Retinoblastoma protein (pRB) is functionally inactivated in a large number of tumors including retinoblastoma,
osteosarcoma, small-cell lung carcinoma, as well as bladder, breast and prostate cancers. The best known role of pRB in
preventing cancer is inhibition of cell cycle progression by controlling the exit from the cell cycle into G0/G1. In addition,
increasing evidence has suggested that pRB has important roles in DNA replication during S phase and G2/M transition.

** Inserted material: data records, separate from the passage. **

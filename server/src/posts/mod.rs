//! Blog posts: CRUD, like toggle, comment append.
//!
//! This module owns the read-side projection contract: which author and
//! commenter fields get joined into post payloads.

pub mod comments;
pub mod crud;
pub mod likes;

use rusqlite::Connection;
use serde::Serialize;

/// Author display fields joined into post reads.
#[derive(Debug, Clone, Serialize)]
pub struct AuthorFields {
    pub id: String,
    pub name: String,
    pub email: String,
    pub avatar_url: String,
}

/// A comment with commenter display fields joined in.
#[derive(Debug, Serialize)]
pub struct CommentView {
    pub id: String,
    pub user_id: String,
    pub user_name: String,
    pub user_avatar_url: String,
    pub text: String,
    pub created_at: String,
}

/// Post listing row: author joined, like/comment counts instead of the
/// full sets.
#[derive(Debug, Serialize)]
pub struct PostSummary {
    pub id: String,
    pub author: AuthorFields,
    pub title: String,
    pub content: String,
    pub image: Option<String>,
    pub like_count: i64,
    pub comment_count: i64,
    pub created_at: String,
    pub updated_at: String,
}

fn map_summary(row: &rusqlite::Row<'_>) -> rusqlite::Result<PostSummary> {
    Ok(PostSummary {
        id: row.get(0)?,
        title: row.get(1)?,
        content: row.get(2)?,
        image: row.get(3)?,
        created_at: row.get(4)?,
        updated_at: row.get(5)?,
        author: AuthorFields {
            id: row.get(6)?,
            name: row.get(7)?,
            email: row.get(8)?,
            avatar_url: row.get(9)?,
        },
        like_count: row.get(10)?,
        comment_count: row.get(11)?,
    })
}

const SUMMARY_SELECT: &str = "SELECT p.id, p.title, p.body, p.image_url, p.created_at, p.updated_at,
        u.id, u.name, u.email, u.avatar_url,
        (SELECT COUNT(*) FROM post_likes pl WHERE pl.post_id = p.id),
        (SELECT COUNT(*) FROM comments c WHERE c.post_id = p.id)
 FROM posts p INNER JOIN users u ON p.author_id = u.id";

/// Fetch post summaries, newest first, optionally restricted to one author.
pub fn fetch_post_summaries(
    conn: &Connection,
    author_id: Option<&str>,
) -> rusqlite::Result<Vec<PostSummary>> {
    match author_id {
        Some(id) => {
            let sql = format!(
                "{} WHERE p.author_id = ?1 ORDER BY p.created_at DESC, p.id DESC",
                SUMMARY_SELECT
            );
            let mut stmt = conn.prepare(&sql)?;
            let rows = stmt
                .query_map([id], map_summary)?
                .filter_map(|r| r.ok())
                .collect();
            Ok(rows)
        }
        None => {
            let sql = format!("{} ORDER BY p.created_at DESC, p.id DESC", SUMMARY_SELECT);
            let mut stmt = conn.prepare(&sql)?;
            let rows = stmt
                .query_map([], map_summary)?
                .filter_map(|r| r.ok())
                .collect();
            Ok(rows)
        }
    }
}

/// Fetch the like set for a post: the ids of every user currently liking it,
/// in like order.
pub fn fetch_like_set(conn: &Connection, post_id: &str) -> rusqlite::Result<Vec<String>> {
    let mut stmt = conn.prepare(
        "SELECT user_id FROM post_likes WHERE post_id = ?1 ORDER BY created_at, user_id",
    )?;
    let likes = stmt
        .query_map([post_id], |row| row.get(0))?
        .filter_map(|r| r.ok())
        .collect();
    Ok(likes)
}

/// Fetch a post's comments in insertion order, commenter fields joined.
pub fn fetch_comments(conn: &Connection, post_id: &str) -> rusqlite::Result<Vec<CommentView>> {
    let mut stmt = conn.prepare(
        "SELECT c.id, c.user_id, u.name, u.avatar_url, c.body, c.created_at
         FROM comments c INNER JOIN users u ON c.user_id = u.id
         WHERE c.post_id = ?1 ORDER BY c.created_at, c.id",
    )?;
    let comments = stmt
        .query_map([post_id], |row| {
            Ok(CommentView {
                id: row.get(0)?,
                user_id: row.get(1)?,
                user_name: row.get(2)?,
                user_avatar_url: row.get(3)?,
                text: row.get(4)?,
                created_at: row.get(5)?,
            })
        })?
        .filter_map(|r| r.ok())
        .collect();
    Ok(comments)
}
//! Inkwell blogging server library.
//! This crate exposes internal modules for integration testing.
//! The binary entry point is in main.rs.

pub mod account;
pub mod admin;
pub mod auth;
pub mod config;
pub mod db;
pub mod notifications;
pub mod posts;
pub mod routes;
pub mod state;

The tumor suppressor function of pRB has also been demonstrated by directly promoting differentiation via cell cycle exit
with specific gene expression. Inactivation of pRB function during these cell cycle phases leads to dysregulated cell proliferation
and/or chromosomal instability, which are strongly linked to cancer development. Thus pRB plays important
roles through multiple functions in determining cell fate, i.e., normal growth/death and differentiation, or tumor formation.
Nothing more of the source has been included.